Chegados ao jardim vou andar nos carrinhos com pedais e fazer de conta ser um condutor de Fórmula 1, ou apenas dar a volta à cidade enquanto os pés, incansáveis, andam à roda, e dizer-te adeus, avô, a cada passagem, contente por apenas ser, e tu contente por apenas seres assim mesmo, avô, com o teu neto num dia de Sol no Jardim do Campo Grande.

Depois vamos andar nos barcos, vais ensinar-me como se rema e vamos dar a volta ao mundo no lago enquanto desenterro este amor latente pela Natureza, pelos bichos em redor, os patos, os cisnes, os gansos, os peixes a quem damos o pão comprado na mercearia da esquina.

De regresso à terra e à margem, vamos jogar à bola, dar uns chutos na bola e correr atrás da bola ao ritmo das gargalhadas e do coração, e é tão simples ser feliz com um esférico nas mãos, nos pés, cair e rir, terra nas calças, ai a tua mãe que dá cabo de mim.

Cansados, vamos comer um gelado, e falar, eu faço perguntas e tu respondes, tu fazes perguntas e eu respondo enquanto te abraço, avô, apenas por estar assim, contigo.

De saída do restaurante não deixamos de reparar numa grande fanfarra, muito barulho, uma banda a tocar, discursos e palmas ao longe: a inauguração. Caminho na direcção do barulho ainda a tempo de acontecer, e de pé assisto e aplaudo na inauguração do Jardim do Campo grande.

Já se passaram 35 anos, avô, e parece que agora sou um homem.

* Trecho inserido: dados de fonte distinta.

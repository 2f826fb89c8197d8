// SPDX-License-Identifier: MIT
//
// Copyright (c) 2025 Alexandre Severino
//
// Permission is hereby granted, free of charge, to any person obtaining a copy
// of this software and associated documentation files (the "Software"), to deal
// in the Software without restriction, including without limitation the rights
// to use, copy, modify, merge, publish, distribute, sublicense, and/or sell
// copies of the Software, and to permit persons to whom the Software is
// furnished to do so, subject to the following conditions:
//
// The above copyright notice and this permission notice shall be included in
// all copies or substantial portions of the Software.
//
// THE SOFTWARE IS PROVIDED "AS IS", WITHOUT WARRANTY OF ANY KIND, EXPRESS OR
// IMPLIED, INCLUDING BUT NOT LIMITED TO THE WARRANTIES OF MERCHANTABILITY,
// FITNESS FOR A PARTICULAR PURPOSE AND NONINFRINGEMENT. IN NO EVENT SHALL THE
// AUTHORS OR COPYRIGHT HOLDERS BE LIABLE FOR ANY CLAIM, DAMAGES OR OTHER
// LIABILITY, WHETHER IN AN ACTION OF CONTRACT, TORT OR OTHERWISE, ARISING FROM,
// OUT OF OR IN CONNECTION WITH THE SOFTWARE OR THE USE OR OTHER DEALINGS IN THE
// SOFTWARE.

use std::sync::atomic::{AtomicUsize, Ordering};

use crate::config::ExactConfig;
use crate::error::EvalError;
use crate::geometry::{Aabb2, Point2, Polygon, SegmentContact, segment_contact};
use crate::kernel::{is_point_on_segment, orient2d, strictly_inside_convex};
use crate::numeric::{BigFloat, Judge};
use crate::overlap::kind::OverlapKind;

/// Decides whether two placed faces overlap and how.
///
/// Polygons whose bounding boxes are apart are rejected outright. Every
/// remaining edge pair is screened numerically at `fast_bits`: boxes that are
/// apart are skipped and a clear proper crossing is `face-face` at once.
/// Pairs whose orientation values sit within `fast_eps` of zero, or where an
/// endpoint lies on the other edge, go through the exact parametric
/// intersection. The strongest kind over all pairs is reported.
///
/// Shareable across threads; the fallback counter is atomic.
#[derive(Debug, Default)]
pub struct OverlapClassifier {
    config: ExactConfig,
    fallbacks: AtomicUsize,
}

impl OverlapClassifier {
    pub fn new(config: ExactConfig) -> Self {
        Self {
            config,
            fallbacks: AtomicUsize::new(0),
        }
    }

    pub fn config(&self) -> &ExactConfig {
        &self.config
    }

    /// Range predicates that had to guess because evaluation failed.
    pub fn fallback_count(&self) -> usize {
        self.fallbacks.load(Ordering::Relaxed)
    }

    pub fn overlaps(&self, a: &Polygon, b: &Polygon) -> Result<bool, EvalError> {
        Ok(self.classify(a, b)?.is_some())
    }

    pub fn classify(&self, a: &Polygon, b: &Polygon) -> Result<Option<OverlapKind>, EvalError> {
        let tol = &self.config.tolerances;
        let eps = tol.fast_eps;
        let judge = Judge::new(tol, self.config.eval_fallback, &self.fallbacks);

        let pa = a.approx(tol.fast_bits)?;
        let pb = b.approx(tol.fast_bits)?;
        if !bounds_overlap(&pa, &pb, eps) {
            return Ok(None);
        }
        let (na, nb) = (pa.len(), pb.len());

        let mut best: Option<OverlapKind> = None;
        for i in 0..na {
            let (a1, a2) = (&pa[i], &pa[(i + 1) % na]);
            let box_a = Aabb2::from_segment(a1, a2);
            for j in 0..nb {
                let (b1, b2) = (&pb[j], &pb[(j + 1) % nb]);
                if !box_a.intersects(&Aabb2::from_segment(b1, b2), eps) {
                    continue;
                }

                let d1 = orient2d::<BigFloat>(a1, a2, b1);
                let d2 = orient2d::<BigFloat>(a1, a2, b2);
                let d3 = orient2d::<BigFloat>(b1, b2, a1);
                let d4 = orient2d::<BigFloat>(b1, b2, a2);
                if &d1 * &d2 < -eps && &d3 * &d4 < -eps {
                    return Ok(Some(OverlapKind::FaceFace));
                }

                if !is_ambiguous([&d1, &d2, &d3, &d4], [a1, a2], [b1, b2], eps) {
                    continue;
                }
                let found = match segment_contact(&a.edge(i), &b.edge(j), &judge)? {
                    SegmentContact::Disjoint => continue,
                    SegmentContact::Crossing => OverlapKind::FaceFace,
                    SegmentContact::Overlapping => OverlapKind::EdgeEdge,
                    SegmentContact::Point {
                        endpoint_of_a: true,
                        endpoint_of_b: true,
                    } => OverlapKind::VertexVertex,
                    SegmentContact::Point { .. } => OverlapKind::EdgeVertex,
                };
                log::trace!("edges a{i}/b{j}: exact contact {found}");
                if found == OverlapKind::FaceFace {
                    return Ok(Some(found));
                }
                best = Some(OverlapKind::strongest(best, found));
            }
        }

        if best.is_none() && self.config.detect_containment && nested(&pa, &pb, eps) {
            log::trace!("no edge contact, one face inside the other");
            return Ok(Some(OverlapKind::FaceFace));
        }
        Ok(best)
    }
}

/// Whole-polygon box test, grown by `eps`. Empty polygons never overlap.
pub fn bounds_overlap(pa: &[Point2<BigFloat>], pb: &[Point2<BigFloat>], eps: f64) -> bool {
    match (Aabb2::from_points(pa), Aabb2::from_points(pb)) {
        (Some(box_a), Some(box_b)) => box_a.intersects(&box_b, eps),
        _ => false,
    }
}

fn is_ambiguous(
    orients: [&BigFloat; 4],
    [a1, a2]: [&Point2<BigFloat>; 2],
    [b1, b2]: [&Point2<BigFloat>; 2],
    eps: f64,
) -> bool {
    orients.iter().any(|d| d.abs() <= eps)
        || is_point_on_segment(b1, a1, a2, eps)
        || is_point_on_segment(b2, a1, a2, eps)
        || is_point_on_segment(a1, b1, b2, eps)
        || is_point_on_segment(a2, b1, b2, eps)
}

fn nested(pa: &[Point2<BigFloat>], pb: &[Point2<BigFloat>], eps: f64) -> bool {
    pb.iter().any(|p| strictly_inside_convex(p, pa, eps))
        || pa.iter().any(|p| strictly_inside_convex(p, pb, eps))
}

E não sei porque raio não há-de um homem chorar se sinto toda a tua falta. Por isso, afasto-me e vou à procura dos carrinhos de pedais, dos barcos, dos gelados e da bola, e dizer-te adeus enquanto passo a cada volta, é tão bom vir ao Jardim do Campo Grande, ainda não saí daqui, nunca deixaste de me dar a mão.